[Start of section]

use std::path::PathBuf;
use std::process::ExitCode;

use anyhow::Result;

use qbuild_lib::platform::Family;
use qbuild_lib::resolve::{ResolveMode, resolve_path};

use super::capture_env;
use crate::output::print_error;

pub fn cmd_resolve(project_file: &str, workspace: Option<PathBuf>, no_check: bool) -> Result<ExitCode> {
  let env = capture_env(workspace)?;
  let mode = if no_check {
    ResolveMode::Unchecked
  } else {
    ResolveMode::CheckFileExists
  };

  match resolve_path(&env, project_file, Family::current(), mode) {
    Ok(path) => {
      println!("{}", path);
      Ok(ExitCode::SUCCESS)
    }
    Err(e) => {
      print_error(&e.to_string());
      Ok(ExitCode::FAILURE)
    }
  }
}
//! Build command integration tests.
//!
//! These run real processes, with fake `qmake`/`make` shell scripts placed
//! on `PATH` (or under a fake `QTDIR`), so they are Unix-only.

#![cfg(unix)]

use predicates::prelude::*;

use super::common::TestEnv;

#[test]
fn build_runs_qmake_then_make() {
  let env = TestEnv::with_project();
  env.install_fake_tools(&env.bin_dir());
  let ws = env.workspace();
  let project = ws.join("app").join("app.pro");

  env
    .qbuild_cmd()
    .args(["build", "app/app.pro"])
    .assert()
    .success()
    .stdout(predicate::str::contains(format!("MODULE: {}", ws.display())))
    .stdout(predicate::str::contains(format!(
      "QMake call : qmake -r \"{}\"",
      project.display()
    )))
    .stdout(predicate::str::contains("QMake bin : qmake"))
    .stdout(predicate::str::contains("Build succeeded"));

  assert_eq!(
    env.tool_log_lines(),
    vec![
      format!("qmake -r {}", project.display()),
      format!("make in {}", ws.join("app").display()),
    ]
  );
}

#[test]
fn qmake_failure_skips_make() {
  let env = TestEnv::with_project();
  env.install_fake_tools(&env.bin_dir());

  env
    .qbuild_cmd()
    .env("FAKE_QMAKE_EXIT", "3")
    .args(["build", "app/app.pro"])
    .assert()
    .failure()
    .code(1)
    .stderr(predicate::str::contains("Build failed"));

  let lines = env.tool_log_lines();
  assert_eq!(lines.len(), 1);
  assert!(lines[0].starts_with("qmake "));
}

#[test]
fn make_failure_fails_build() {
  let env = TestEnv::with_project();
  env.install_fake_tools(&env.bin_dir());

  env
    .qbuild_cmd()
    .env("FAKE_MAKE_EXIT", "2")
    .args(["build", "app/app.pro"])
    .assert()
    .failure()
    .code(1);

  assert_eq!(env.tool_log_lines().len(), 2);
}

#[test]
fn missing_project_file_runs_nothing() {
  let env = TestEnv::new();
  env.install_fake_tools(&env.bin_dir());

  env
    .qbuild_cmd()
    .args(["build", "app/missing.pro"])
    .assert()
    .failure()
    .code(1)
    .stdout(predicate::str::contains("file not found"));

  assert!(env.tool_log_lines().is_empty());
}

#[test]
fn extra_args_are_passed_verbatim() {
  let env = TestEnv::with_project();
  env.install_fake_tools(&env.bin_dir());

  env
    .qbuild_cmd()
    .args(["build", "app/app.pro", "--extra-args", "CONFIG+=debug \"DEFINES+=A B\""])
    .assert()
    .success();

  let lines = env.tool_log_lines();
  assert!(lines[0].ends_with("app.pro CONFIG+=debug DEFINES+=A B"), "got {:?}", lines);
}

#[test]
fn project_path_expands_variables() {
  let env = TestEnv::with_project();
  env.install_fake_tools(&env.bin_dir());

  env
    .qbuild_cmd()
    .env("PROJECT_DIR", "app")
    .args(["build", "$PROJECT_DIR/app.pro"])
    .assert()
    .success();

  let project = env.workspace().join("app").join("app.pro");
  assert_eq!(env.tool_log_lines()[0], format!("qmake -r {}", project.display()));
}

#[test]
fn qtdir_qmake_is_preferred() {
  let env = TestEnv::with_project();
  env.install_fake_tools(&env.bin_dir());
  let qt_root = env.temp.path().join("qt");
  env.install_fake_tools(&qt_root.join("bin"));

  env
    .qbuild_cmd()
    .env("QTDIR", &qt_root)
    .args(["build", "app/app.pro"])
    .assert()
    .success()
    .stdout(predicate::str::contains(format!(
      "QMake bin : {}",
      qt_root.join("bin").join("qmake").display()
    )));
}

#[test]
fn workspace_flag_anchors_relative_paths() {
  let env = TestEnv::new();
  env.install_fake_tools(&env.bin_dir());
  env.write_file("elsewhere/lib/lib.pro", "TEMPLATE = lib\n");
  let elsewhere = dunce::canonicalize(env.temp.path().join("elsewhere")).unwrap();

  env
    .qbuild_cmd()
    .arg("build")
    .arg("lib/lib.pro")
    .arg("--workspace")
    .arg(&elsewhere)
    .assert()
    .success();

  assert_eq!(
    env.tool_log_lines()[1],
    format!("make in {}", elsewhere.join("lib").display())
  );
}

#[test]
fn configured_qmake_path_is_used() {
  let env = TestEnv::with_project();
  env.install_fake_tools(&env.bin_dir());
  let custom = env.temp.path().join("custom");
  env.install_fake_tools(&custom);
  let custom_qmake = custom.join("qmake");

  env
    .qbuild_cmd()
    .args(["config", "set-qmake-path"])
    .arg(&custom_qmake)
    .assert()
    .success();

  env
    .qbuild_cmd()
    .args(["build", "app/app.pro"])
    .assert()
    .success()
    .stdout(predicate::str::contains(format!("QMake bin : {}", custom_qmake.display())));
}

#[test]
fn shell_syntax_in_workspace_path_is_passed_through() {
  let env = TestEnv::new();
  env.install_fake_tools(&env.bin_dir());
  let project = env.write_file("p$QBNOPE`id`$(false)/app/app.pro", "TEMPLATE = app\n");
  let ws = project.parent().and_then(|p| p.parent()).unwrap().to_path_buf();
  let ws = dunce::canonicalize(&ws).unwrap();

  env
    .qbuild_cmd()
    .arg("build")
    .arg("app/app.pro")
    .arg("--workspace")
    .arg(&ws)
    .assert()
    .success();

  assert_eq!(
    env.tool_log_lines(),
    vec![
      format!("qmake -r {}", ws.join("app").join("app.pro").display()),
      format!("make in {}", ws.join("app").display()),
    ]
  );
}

[End of section]
[Start of section]

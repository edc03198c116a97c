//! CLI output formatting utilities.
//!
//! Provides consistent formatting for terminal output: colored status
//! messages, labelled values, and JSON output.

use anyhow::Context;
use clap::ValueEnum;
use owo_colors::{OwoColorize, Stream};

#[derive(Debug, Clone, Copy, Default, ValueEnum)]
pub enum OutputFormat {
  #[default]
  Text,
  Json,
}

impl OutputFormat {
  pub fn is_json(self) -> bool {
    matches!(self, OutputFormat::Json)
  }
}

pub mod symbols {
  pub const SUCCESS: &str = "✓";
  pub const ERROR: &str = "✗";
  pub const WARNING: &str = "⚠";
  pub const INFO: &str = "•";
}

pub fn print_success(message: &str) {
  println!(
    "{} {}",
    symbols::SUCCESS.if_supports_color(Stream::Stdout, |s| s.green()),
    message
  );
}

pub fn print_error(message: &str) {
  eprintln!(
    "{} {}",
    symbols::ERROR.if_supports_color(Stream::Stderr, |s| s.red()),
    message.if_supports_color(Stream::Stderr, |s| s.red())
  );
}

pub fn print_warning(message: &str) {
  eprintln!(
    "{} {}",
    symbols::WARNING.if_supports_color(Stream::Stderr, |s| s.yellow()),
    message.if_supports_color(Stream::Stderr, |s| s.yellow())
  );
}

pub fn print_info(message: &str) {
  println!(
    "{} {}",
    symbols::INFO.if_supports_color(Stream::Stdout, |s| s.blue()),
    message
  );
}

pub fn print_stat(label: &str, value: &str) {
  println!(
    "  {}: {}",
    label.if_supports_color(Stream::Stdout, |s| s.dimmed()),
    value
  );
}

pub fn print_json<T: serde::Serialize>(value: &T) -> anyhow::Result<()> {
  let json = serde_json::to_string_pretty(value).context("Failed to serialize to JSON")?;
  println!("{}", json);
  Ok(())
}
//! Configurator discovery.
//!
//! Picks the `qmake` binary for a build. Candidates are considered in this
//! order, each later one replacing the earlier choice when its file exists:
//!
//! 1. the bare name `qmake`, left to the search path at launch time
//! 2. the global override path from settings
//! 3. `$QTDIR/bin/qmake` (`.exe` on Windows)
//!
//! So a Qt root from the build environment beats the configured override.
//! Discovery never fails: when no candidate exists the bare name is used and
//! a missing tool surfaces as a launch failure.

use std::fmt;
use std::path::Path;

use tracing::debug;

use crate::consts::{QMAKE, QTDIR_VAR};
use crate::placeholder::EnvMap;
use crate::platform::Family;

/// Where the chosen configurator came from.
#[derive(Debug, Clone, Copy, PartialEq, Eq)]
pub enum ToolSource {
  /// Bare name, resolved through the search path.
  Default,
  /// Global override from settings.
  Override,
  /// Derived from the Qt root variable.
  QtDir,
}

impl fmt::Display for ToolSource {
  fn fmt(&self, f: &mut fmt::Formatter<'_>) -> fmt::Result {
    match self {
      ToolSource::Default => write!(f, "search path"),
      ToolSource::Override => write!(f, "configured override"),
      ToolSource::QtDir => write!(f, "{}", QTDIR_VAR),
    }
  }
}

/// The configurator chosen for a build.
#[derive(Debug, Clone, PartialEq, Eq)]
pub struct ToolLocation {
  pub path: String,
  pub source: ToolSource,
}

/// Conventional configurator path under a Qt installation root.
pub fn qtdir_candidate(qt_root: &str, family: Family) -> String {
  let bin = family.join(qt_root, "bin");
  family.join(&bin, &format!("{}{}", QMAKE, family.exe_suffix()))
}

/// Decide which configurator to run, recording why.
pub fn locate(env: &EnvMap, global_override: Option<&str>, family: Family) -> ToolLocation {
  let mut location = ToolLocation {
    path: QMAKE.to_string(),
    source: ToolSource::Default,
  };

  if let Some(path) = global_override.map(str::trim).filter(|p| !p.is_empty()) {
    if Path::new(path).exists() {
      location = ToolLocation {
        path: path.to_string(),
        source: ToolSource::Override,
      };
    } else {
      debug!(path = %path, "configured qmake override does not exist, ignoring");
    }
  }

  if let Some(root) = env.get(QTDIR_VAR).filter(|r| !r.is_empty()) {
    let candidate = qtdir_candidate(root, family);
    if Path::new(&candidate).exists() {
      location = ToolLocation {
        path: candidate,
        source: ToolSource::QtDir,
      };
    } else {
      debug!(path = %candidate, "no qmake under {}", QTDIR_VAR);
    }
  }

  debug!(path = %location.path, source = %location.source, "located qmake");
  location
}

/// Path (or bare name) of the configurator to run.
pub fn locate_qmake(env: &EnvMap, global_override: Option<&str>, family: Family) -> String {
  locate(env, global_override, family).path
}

[End of section]
[Start of section]

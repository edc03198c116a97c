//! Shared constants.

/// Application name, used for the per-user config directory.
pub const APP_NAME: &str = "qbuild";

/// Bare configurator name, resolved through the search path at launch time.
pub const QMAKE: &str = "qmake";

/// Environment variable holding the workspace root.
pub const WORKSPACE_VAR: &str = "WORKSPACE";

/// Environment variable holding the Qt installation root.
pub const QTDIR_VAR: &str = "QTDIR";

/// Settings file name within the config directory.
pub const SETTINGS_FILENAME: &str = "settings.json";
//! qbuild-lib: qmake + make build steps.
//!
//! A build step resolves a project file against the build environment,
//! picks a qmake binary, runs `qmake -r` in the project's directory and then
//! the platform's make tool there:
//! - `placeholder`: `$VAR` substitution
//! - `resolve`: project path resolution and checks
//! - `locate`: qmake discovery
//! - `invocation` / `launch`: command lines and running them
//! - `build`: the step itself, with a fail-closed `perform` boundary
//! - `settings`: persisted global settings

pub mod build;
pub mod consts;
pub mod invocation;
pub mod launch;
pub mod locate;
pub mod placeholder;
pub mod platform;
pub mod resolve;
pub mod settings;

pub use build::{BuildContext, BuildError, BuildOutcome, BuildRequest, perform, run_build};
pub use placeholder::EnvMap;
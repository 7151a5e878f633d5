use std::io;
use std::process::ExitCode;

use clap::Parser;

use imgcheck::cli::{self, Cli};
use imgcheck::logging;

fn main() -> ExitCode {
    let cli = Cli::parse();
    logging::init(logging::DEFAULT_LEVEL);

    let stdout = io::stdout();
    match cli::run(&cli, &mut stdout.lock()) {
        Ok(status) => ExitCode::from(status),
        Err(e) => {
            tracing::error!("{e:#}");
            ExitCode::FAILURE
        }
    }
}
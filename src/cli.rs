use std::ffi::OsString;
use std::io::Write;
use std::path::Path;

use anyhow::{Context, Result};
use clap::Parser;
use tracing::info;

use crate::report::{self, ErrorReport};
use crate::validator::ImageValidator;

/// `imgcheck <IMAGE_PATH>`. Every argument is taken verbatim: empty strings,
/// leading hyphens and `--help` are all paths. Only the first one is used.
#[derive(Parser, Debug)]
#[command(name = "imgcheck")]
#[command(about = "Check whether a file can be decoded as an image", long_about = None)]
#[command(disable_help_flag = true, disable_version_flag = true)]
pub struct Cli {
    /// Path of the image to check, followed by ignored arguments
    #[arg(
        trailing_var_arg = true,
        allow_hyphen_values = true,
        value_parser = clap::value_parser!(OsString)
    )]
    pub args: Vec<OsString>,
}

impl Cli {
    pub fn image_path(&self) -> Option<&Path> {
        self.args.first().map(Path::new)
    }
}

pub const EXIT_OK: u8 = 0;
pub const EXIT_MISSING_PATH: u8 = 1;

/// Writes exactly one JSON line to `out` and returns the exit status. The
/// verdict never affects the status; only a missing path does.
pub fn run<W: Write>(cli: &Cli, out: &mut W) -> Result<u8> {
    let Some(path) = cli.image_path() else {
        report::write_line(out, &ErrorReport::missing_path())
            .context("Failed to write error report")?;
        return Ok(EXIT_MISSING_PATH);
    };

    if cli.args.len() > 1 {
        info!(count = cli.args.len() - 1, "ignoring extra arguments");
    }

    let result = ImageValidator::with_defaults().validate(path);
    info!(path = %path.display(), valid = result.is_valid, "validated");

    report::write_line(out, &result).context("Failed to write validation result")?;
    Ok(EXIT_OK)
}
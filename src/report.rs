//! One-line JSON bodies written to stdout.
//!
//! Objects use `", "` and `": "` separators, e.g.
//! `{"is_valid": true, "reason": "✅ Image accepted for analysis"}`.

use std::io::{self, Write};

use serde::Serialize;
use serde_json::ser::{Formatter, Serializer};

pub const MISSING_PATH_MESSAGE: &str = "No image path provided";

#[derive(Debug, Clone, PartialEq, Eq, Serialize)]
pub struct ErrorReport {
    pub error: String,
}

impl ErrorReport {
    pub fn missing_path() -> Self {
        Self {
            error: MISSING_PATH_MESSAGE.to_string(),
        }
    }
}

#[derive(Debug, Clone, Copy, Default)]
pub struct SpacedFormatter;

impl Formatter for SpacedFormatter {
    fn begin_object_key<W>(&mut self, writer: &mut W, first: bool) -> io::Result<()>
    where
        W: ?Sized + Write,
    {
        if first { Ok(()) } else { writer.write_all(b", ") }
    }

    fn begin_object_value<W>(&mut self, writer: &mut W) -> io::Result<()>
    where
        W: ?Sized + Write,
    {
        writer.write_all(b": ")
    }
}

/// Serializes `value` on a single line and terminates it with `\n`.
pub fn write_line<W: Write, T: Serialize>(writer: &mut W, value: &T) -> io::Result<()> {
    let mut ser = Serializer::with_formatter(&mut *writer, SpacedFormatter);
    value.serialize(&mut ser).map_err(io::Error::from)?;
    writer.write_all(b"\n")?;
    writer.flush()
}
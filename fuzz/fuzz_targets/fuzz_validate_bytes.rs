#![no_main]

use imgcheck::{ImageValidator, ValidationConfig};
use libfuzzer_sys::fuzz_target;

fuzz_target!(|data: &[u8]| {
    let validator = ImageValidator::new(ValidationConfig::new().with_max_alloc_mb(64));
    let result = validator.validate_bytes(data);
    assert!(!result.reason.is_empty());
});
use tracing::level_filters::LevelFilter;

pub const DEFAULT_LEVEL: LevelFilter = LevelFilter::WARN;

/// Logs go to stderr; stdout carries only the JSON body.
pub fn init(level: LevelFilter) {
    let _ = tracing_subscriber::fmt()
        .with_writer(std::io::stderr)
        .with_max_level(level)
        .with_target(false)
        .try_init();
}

[End of section]

*Requirement:* After locating the line with "pub struct ErrorReport" above, return that line and every later line through the one with "let result = validator.validate_bytes(data);", word for word and with nothing else.

*Finished task:*
pub struct ErrorReport {
    pub error: String,
}

impl ErrorReport {
    pub fn missing_path() -> Self {
        Self {
            error: MISSING_PATH_MESSAGE.to_string(),
        }
    }
}

#[derive(Debug, Clone, Copy, Default)]
pub struct SpacedFormatter;

impl Formatter for SpacedFormatter {
    fn begin_object_key<W>(&mut self, writer: &mut W, first: bool) -> io::Result<()>
    where
        W: ?Sized + Write,
    {
        if first { Ok(()) } else { writer.write_all(b", ") }
    }

    fn begin_object_value<W>(&mut self, writer: &mut W) -> io::Result<()>
    where
        W: ?Sized + Write,
    {
        writer.write_all(b": ")
    }
}

/// Serializes `value` on a single line and terminates it with `\n`.
pub fn write_line<W: Write, T: Serialize>(writer: &mut W, value: &T) -> io::Result<()> {
    let mut ser = Serializer::with_formatter(&mut *writer, SpacedFormatter);
    value.serialize(&mut ser).map_err(io::Error::from)?;
    writer.write_all(b"\n")?;
    writer.flush()
}
filename fuzz/fuzz_targets/fuzz_validate_bytes.rs
#![no_main]

use imgcheck::{ImageValidator, ValidationConfig};
use libfuzzer_sys::fuzz_target;

fuzz_target!(|data: &[u8]| {
    let validator = ImageValidator::new(ValidationConfig::new().with_max_alloc_mb(64));
    let result = validator.validate_bytes(data);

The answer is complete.